[Collected data]
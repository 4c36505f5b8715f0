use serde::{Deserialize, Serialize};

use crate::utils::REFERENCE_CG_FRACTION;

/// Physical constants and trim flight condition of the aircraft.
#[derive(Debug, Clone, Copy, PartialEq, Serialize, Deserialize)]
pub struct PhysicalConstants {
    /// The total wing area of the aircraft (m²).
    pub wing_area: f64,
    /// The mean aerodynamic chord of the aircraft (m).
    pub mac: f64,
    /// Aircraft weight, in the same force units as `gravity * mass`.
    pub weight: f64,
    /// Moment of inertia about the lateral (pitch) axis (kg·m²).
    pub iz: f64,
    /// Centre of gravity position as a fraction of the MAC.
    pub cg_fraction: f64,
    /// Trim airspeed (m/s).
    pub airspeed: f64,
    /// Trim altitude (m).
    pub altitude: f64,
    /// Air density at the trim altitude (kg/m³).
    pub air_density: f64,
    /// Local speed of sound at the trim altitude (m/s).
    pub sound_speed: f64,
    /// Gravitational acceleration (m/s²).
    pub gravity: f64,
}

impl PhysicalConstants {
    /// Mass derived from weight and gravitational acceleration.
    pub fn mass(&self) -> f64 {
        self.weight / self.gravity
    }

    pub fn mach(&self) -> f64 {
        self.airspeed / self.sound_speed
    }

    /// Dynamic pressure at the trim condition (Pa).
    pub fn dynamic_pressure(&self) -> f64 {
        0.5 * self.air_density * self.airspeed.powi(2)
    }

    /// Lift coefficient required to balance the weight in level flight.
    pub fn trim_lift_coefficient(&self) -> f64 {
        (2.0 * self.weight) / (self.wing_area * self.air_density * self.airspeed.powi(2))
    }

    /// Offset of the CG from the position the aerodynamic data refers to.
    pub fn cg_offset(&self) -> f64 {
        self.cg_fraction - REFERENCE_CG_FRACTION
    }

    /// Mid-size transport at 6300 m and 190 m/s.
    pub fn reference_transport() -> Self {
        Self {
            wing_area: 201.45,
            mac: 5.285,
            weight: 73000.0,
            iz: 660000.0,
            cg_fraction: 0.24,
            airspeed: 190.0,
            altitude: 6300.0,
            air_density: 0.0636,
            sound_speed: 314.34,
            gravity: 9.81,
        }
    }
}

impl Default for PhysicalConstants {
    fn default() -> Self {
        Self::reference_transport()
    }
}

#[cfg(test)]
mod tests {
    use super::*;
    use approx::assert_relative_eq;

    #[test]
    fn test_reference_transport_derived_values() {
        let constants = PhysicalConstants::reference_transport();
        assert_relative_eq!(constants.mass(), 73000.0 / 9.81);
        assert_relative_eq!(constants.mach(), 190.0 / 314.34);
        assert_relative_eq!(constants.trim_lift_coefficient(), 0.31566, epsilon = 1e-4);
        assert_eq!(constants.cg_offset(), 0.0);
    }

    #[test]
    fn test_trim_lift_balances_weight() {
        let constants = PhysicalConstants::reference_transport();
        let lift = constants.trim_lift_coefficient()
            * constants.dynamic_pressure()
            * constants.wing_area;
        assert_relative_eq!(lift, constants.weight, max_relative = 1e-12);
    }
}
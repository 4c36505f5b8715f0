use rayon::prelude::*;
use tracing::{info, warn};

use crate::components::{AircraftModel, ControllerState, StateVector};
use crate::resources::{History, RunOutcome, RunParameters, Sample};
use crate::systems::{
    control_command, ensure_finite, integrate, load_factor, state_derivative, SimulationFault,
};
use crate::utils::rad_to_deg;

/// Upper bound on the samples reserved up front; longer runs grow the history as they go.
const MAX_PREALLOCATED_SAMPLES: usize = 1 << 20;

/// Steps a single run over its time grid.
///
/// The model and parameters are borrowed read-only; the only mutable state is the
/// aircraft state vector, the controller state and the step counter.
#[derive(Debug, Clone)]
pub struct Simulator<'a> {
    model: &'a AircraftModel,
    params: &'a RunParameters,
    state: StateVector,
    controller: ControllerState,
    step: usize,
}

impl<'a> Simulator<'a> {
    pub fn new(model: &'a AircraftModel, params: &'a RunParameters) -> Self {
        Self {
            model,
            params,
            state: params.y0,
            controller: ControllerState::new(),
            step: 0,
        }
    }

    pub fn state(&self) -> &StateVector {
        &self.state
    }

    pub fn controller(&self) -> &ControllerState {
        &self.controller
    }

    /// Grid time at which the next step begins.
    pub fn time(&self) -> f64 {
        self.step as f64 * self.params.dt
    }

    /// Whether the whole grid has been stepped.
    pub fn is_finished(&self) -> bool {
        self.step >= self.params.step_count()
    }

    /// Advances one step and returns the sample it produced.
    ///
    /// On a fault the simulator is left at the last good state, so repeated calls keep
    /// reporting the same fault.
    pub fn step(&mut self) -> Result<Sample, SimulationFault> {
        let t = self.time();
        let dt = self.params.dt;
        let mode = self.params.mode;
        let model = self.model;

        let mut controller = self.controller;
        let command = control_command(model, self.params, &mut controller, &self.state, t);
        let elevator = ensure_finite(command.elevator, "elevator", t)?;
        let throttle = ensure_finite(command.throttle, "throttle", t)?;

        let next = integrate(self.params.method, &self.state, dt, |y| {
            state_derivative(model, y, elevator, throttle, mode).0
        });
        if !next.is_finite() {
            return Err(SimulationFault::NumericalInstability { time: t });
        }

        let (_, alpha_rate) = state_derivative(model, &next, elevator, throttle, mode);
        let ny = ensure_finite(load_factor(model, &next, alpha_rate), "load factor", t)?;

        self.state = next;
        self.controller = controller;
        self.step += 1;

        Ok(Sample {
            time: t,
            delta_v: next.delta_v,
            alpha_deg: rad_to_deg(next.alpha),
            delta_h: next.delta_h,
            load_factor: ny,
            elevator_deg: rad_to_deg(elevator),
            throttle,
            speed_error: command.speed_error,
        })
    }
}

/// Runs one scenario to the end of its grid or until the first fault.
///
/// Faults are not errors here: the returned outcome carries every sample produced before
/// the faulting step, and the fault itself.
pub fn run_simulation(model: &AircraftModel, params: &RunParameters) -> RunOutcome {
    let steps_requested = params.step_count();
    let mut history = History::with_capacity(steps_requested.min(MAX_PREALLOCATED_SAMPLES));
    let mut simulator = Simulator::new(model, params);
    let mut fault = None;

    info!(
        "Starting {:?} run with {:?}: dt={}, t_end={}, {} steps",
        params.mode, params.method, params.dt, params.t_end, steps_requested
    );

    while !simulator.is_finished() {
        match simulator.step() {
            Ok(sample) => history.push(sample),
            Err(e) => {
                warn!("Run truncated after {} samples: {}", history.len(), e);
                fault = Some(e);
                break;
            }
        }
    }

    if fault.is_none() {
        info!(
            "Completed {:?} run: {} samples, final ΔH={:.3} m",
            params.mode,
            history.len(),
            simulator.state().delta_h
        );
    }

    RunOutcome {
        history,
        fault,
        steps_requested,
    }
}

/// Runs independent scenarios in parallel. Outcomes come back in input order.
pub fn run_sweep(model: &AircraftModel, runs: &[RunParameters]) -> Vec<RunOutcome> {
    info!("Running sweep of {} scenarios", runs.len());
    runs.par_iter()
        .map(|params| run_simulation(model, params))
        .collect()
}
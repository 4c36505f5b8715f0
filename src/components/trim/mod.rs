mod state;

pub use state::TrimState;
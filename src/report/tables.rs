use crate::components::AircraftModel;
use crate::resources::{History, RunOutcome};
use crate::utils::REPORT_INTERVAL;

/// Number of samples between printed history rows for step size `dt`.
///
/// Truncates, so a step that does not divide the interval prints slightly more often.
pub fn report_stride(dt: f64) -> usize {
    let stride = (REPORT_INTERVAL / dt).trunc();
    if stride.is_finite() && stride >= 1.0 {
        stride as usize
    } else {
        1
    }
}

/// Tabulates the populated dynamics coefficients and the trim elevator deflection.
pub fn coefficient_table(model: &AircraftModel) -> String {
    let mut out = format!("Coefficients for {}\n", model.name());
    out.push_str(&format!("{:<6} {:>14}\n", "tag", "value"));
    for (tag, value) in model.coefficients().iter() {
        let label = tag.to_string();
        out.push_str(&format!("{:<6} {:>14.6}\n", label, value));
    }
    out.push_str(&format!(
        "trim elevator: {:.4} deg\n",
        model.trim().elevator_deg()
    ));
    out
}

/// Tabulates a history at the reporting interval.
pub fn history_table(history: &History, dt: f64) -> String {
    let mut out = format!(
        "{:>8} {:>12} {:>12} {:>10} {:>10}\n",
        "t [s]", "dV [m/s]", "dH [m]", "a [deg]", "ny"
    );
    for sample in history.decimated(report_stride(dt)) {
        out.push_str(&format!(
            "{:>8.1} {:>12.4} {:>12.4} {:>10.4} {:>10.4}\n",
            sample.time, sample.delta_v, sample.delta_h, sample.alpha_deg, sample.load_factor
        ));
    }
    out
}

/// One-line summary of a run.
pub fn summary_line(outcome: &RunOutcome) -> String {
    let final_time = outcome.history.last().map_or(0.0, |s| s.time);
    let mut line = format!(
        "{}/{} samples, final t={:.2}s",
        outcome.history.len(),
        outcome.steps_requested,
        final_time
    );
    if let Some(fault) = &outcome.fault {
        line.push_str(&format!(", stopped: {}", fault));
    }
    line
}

## TO DO
Lines from the start of the entries through the one containing "#[derive(Debug, Clone, Copy, PartialEq, Serialize, Deserialize)]" are to be set down again exactly, both ends included.

## RESULT OF THE EXERCISE
repository 4c36505f5b8715f0
use serde::{Deserialize, Serialize};

use crate::utils::REFERENCE_CG_FRACTION;

/// Physical constants and trim flight condition of the aircraft.
#[derive(Debug, Clone, Copy, PartialEq, Serialize, Deserialize)]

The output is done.